Start of Block

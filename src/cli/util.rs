//! CLI Common Utilities
//!
//! Shared setup for the `plan` and `run` commands: configuration, change
//! input, and the collaborator adapters an orchestrator is built from.

use std::path::{Path, PathBuf};
use std::sync::Arc;

use crate::ai::{LlmGenerator, ProviderConfig, create_provider};
use crate::config::{Config, ConfigLoader};
use crate::document::FsDocumentStore;
use crate::orchestration::{Orchestrator, SharedCapability, SharedFacts};
use crate::repository::{FsRepositoryFacts, StaticRepositoryFacts};
use crate::types::{DocweaveError, RawChange, Result};

/// Inputs shared by commands that orchestrate a change
#[derive(Debug, Clone)]
pub struct ChangeArgs {
    /// JSON or YAML change description
    pub change: PathBuf,
    /// Repository checkout the documents live in
    pub repo: PathBuf,
    /// Pre-computed repository snapshot, instead of scanning `repo`
    pub snapshot: Option<PathBuf>,
}

/// Command execution context
pub struct CommandContext {
    pub config: Config,
    pub raw: RawChange,
    pub repo: PathBuf,
    facts: SharedFacts,
}

impl CommandContext {
    pub fn load(args: &ChangeArgs, config: Config) -> Result<Self> {
        let repo = canonical_repo(&args.repo)?;
        let raw = RawChange::from_file(&args.change)?;
        let facts: SharedFacts = match &args.snapshot {
            Some(path) => Arc::new(StaticRepositoryFacts::from_file(path)?),
            None => Arc::new(FsRepositoryFacts::new(&repo)),
        };
        Ok(Self {
            config,
            raw,
            repo,
            facts,
        })
    }

    pub fn store(&self) -> FsDocumentStore {
        FsDocumentStore::new(&self.repo)
    }

    /// Orchestrator backed by the configured LLM provider
    pub fn orchestrator(&self) -> Result<Orchestrator> {
        let provider = create_provider(&ProviderConfig::from(&self.config.llm))?;
        let capability: SharedCapability = Arc::new(LlmGenerator::new(provider));
        Ok(self.orchestrator_with(capability))
    }

    pub fn orchestrator_with(&self, capability: SharedCapability) -> Orchestrator {
        Orchestrator::new(
            self.config.clone(),
            capability,
            Arc::clone(&self.facts),
            Arc::new(self.store()),
        )
    }
}

/// Load configuration, or a single explicit file when given
pub fn load_config(path: Option<&Path>) -> Result<Config> {
    match path {
        Some(p) => ConfigLoader::load_from_file(p),
        None => ConfigLoader::load(),
    }
}

fn canonical_repo(repo: &Path) -> Result<PathBuf> {
    if !repo.is_dir() {
        return Err(DocweaveError::Config(format!(
            "Repository path is not a directory: {}",
            repo.display()
        )));
    }
    Ok(repo.canonicalize()?)
}

#[cfg(test)]
mod tests {
    use super::*;
    use tempfile::TempDir;

    #[test]
    fn test_context_loads_change_and_rejects_missing_repo() {
        let dir = TempDir::new().unwrap();
        let change = dir.path().join("change.yaml");
        std::fs::write(
            &change,
            "repository_id: acme/app\nrevision_id: abc123\nfiles:\n  - path: README.md\n",
        )
        .unwrap();

        let args = ChangeArgs {
            change: change.clone(),
            repo: dir.path().to_path_buf(),
            snapshot: None,
        };
        let ctx = CommandContext::load(&args, Config::default()).unwrap();
        assert_eq!(ctx.raw.files.len(), 1);

        let missing = ChangeArgs {
            repo: dir.path().join("nope"),
            ..args
        };
        assert!(matches!(
            CommandContext::load(&missing, Config::default()),
            Err(DocweaveError::Config(_))
        ));
    }
}
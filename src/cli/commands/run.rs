//! Run Command
//!
//! Full orchestration for one change description.
//!
//! Usage:
//!   docweave run --change change.yaml [--repo .] [--snapshot snap.json]
//!                [--output result.json] [--write [--include-partial]]
//!                [--mode deep] [--threshold 0.8] [--max-attempts 4]
//!                [--provider ollama] [--model llama3.1]

use std::path::{Path, PathBuf};

use tokio::runtime::Runtime;
use tokio_util::sync::CancellationToken;
use tracing::{info, warn};

use crate::cli::ui::Output;
use crate::cli::util::{ChangeArgs, CommandContext};
use crate::config::{Config, QualityMode};
use crate::document::FsDocumentStore;
use crate::types::{OrchestrationResult, Result};

/// Run options (consolidated parameters)
#[derive(Debug, Clone)]
pub struct RunOptions {
    pub change: ChangeArgs,
    /// Where to save the result; `.md` renders the summary, anything else JSON
    pub output: Option<PathBuf>,
    /// Write accepted documents into the checkout
    pub write: bool,
    /// With `write`, also write partial results
    pub include_partial: bool,
    pub mode: Option<QualityMode>,
    pub threshold: Option<f64>,
    pub max_attempts: Option<u32>,
    pub provider: Option<String>,
    pub model: Option<String>,
}

pub fn run(options: RunOptions, config: Config) -> Result<()> {
    let config = apply_overrides(config, &options)?;
    let ctx = CommandContext::load(&options.change, config)?;
    let orchestrator = ctx.orchestrator()?;
    let output = Output::new();

    let rt = Runtime::new()?;
    let result = rt.block_on(async {
        let cancel = CancellationToken::new();
        let on_interrupt = cancel.clone();
        tokio::spawn(async move {
            if tokio::signal::ctrl_c().await.is_ok() {
                warn!("Interrupted; finishing in-flight attempts");
                on_interrupt.cancel();
            }
        });
        orchestrator.start_with_cancel(&ctx.raw, cancel).await
    })?;

    output.result(&result);

    if let Some(path) = &options.output {
        save_result(&result, path)?;
        output.info(&format!("Result written to {}", path.display()));
    }

    if options.write {
        let written = rt.block_on(write_documents(
            &ctx.store(),
            &result,
            options.include_partial,
        ))?;
        if written.is_empty() {
            output.info("No documents written");
        }
        for path in written {
            output.success(&format!("Wrote {}", path.display()));
        }
    }

    Ok(())
}

/// CLI flags take precedence over loaded configuration
fn apply_overrides(mut config: Config, options: &RunOptions) -> Result<Config> {
    if let Some(mode) = options.mode {
        config.apply_mode(mode);
    }
    if let Some(threshold) = options.threshold {
        config.quality.pass_threshold = threshold;
    }
    if let Some(max_attempts) = options.max_attempts {
        config.orchestration.max_attempts = max_attempts;
    }
    if let Some(provider) = &options.provider {
        config.llm.provider = provider.clone();
    }
    if let Some(model) = &options.model {
        config.llm.model = model.clone();
    }
    config.validate()?;
    Ok(config)
}

fn save_result(result: &OrchestrationResult, path: &Path) -> Result<()> {
    let is_markdown = path
        .extension()
        .and_then(|e| e.to_str())
        .is_some_and(|e| e.eq_ignore_ascii_case("md"));
    let body = if is_markdown {
        result.to_markdown()
    } else {
        serde_json::to_string_pretty(result)?
    };
    if let Some(parent) = path.parent()
        && !parent.as_os_str().is_empty()
    {
        std::fs::create_dir_all(parent)?;
    }
    std::fs::write(path, body)?;
    Ok(())
}

/// Deliver result contents into the checkout
async fn write_documents(
    store: &FsDocumentStore,
    result: &OrchestrationResult,
    include_partial: bool,
) -> Result<Vec<PathBuf>> {
    let mut written = Vec::new();
    for target in result.deliverable(include_partial) {
        let Some(content) = &target.content else {
            continue;
        };
        let path = store.write(&target.path, content).await?;
        info!("Wrote {} ({})", target.path, target.outcome);
        written.push(path);
    }
    Ok(written)
}

#[cfg(test)]
mod tests {
    use super::*;
    use crate::types::{
        ChangeKind, OutcomeCounts, Perspective, TargetOutcome, UpdateStrategy,
    };
    use tempfile::TempDir;

    fn options() -> RunOptions {
        RunOptions {
            change: ChangeArgs {
                change: PathBuf::from("change.yaml"),
                repo: PathBuf::from("."),
                snapshot: None,
            },
            output: None,
            write: false,
            include_partial: false,
            mode: None,
            threshold: None,
            max_attempts: None,
            provider: None,
            model: None,
        }
    }

    fn result_with(targets: Vec<TargetOutcome>) -> OrchestrationResult {
        OrchestrationResult {
            run_id: "run-1".into(),
            change_id: "chg-1".into(),
            repository_id: "acme/app".into(),
            revision_id: "abc".into(),
            change_kind: ChangeKind::Structural,
            decisions: Vec::new(),
            targets,
            counts: OutcomeCounts::default(),
            cancelled: false,
            metrics: Default::default(),
        }
    }

    fn with_content(path: &str, outcome: crate::types::Outcome) -> TargetOutcome {
        TargetOutcome {
            outcome,
            content: Some(format!("# {}\n", path)),
            ..TargetOutcome::failed_without_attempt(
                Perspective::Engagement,
                path,
                Some(UpdateStrategy::Create),
                "",
            )
        }
    }

    #[test]
    fn test_overrides_apply_after_mode() {
        let opts = RunOptions {
            mode: Some(QualityMode::Deep),
            max_attempts: Some(5),
            model: Some("llama3.1".into()),
            ..options()
        };
        let config = apply_overrides(Config::default(), &opts).unwrap();
        assert_eq!(config.quality.pass_threshold, 0.80);
        assert_eq!(config.orchestration.max_attempts, 5);
        assert_eq!(config.llm.model, "llama3.1");
    }

    #[test]
    fn test_invalid_threshold_rejected() {
        let opts = RunOptions {
            threshold: Some(1.5),
            ..options()
        };
        assert!(apply_overrides(Config::default(), &opts).is_err());
    }

    #[test]
    fn test_save_result_formats() {
        let dir = TempDir::new().unwrap();
        let result = result_with(Vec::new());

        let json = dir.path().join("out/result.json");
        save_result(&result, &json).unwrap();
        let parsed: serde_json::Value =
            serde_json::from_str(&std::fs::read_to_string(&json).unwrap()).unwrap();
        assert_eq!(parsed["run_id"], "run-1");

        let md = dir.path().join("result.md");
        save_result(&result, &md).unwrap();
        assert!(std::fs::read_to_string(&md).unwrap().starts_with("# Documentation Run run-1"));
    }

    #[tokio::test]
    async fn test_write_documents_respects_partial_flag() {
        use crate::types::Outcome;

        let dir = TempDir::new().unwrap();
        let store = FsDocumentStore::new(dir.path());
        let result = result_with(vec![
            with_content("README.md", Outcome::Accepted),
            with_content("docs/decisions.md", Outcome::Partial),
        ]);

        let written = write_documents(&store, &result, false).await.unwrap();
        assert_eq!(written.len(), 1);
        assert!(!dir.path().join("docs/decisions.md").exists());

        let written = write_documents(&store, &result, true).await.unwrap();
        assert_eq!(written.len(), 2);
        assert!(dir.path().join("docs/decisions.md").exists());
    }
}
//! Config Command
//!
//! Manage docweave configuration.
//!
//! Usage:
//!   docweave config show [-f json]
//!   docweave config path
//!   docweave config init [-g] [--force]

use crate::cli::ui::Output;
use crate::config::{Config, ConfigLoader};
use crate::types::Result;

/// Show the effective configuration
pub fn show(config: &Config, format: &str) -> Result<()> {
    println!("{}", ConfigLoader::render(config, format == "json")?);
    Ok(())
}

/// Show configuration paths
pub fn path() -> Result<()> {
    let output = Output::new();
    match ConfigLoader::global_config_path() {
        Some(global) => output.info(&format!(
            "Global:  {}{}",
            global.display(),
            if global.exists() { "" } else { " (not found)" }
        )),
        None => output.warning("Global:  cannot determine config directory"),
    }
    let project = ConfigLoader::project_config_path();
    output.info(&format!(
        "Project: {}{}",
        project.display(),
        if project.exists() { "" } else { " (not found)" }
    ));
    Ok(())
}

/// Write a default configuration file
pub fn init(global: bool, force: bool) -> Result<()> {
    let path = ConfigLoader::init(global, force)?;
    Output::new().success(&format!(
        "Initialized {} configuration",
        if global { "global" } else { "project" }
    ));
    println!("  Config:    {}", path.display());
    Ok(())
}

End of Block

Copy out each line of the material above, word for word, from the first down to the line containing "file when given". Add nothing.

filename src/cli/util.rs
//! CLI Common Utilities
//!
//! Shared setup for the `plan` and `run` commands: configuration, change
//! input, and the collaborator adapters an orchestrator is built from.

use std::path::{Path, PathBuf};
use std::sync::Arc;

use crate::ai::{LlmGenerator, ProviderConfig, create_provider};
use crate::config::{Config, ConfigLoader};
use crate::document::FsDocumentStore;
use crate::orchestration::{Orchestrator, SharedCapability, SharedFacts};
use crate::repository::{FsRepositoryFacts, StaticRepositoryFacts};
use crate::types::{DocweaveError, RawChange, Result};

/// Inputs shared by commands that orchestrate a change
#[derive(Debug, Clone)]
pub struct ChangeArgs {
    /// JSON or YAML change description
    pub change: PathBuf,
    /// Repository checkout the documents live in
    pub repo: PathBuf,
    /// Pre-computed repository snapshot, instead of scanning `repo`
    pub snapshot: Option<PathBuf>,
}

/// Command execution context
pub struct CommandContext {
    pub config: Config,
    pub raw: RawChange,
    pub repo: PathBuf,
    facts: SharedFacts,
}

impl CommandContext {
    pub fn load(args: &ChangeArgs, config: Config) -> Result<Self> {
        let repo = canonical_repo(&args.repo)?;
        let raw = RawChange::from_file(&args.change)?;
        let facts: SharedFacts = match &args.snapshot {
            Some(path) => Arc::new(StaticRepositoryFacts::from_file(path)?),
            None => Arc::new(FsRepositoryFacts::new(&repo)),
        };
        Ok(Self {
            config,
            raw,
            repo,
            facts,
        })
    }

    pub fn store(&self) -> FsDocumentStore {
        FsDocumentStore::new(&self.repo)
    }

    /// Orchestrator backed by the configured LLM provider
    pub fn orchestrator(&self) -> Result<Orchestrator> {
        let provider = create_provider(&ProviderConfig::from(&self.config.llm))?;
        let capability: SharedCapability = Arc::new(LlmGenerator::new(provider));
        Ok(self.orchestrator_with(capability))
    }

    pub fn orchestrator_with(&self, capability: SharedCapability) -> Orchestrator {
        Orchestrator::new(
            self.config.clone(),
            capability,
            Arc::clone(&self.facts),
            Arc::new(self.store()),
        )
    }
}

/// Load configuration, or a single explicit file when given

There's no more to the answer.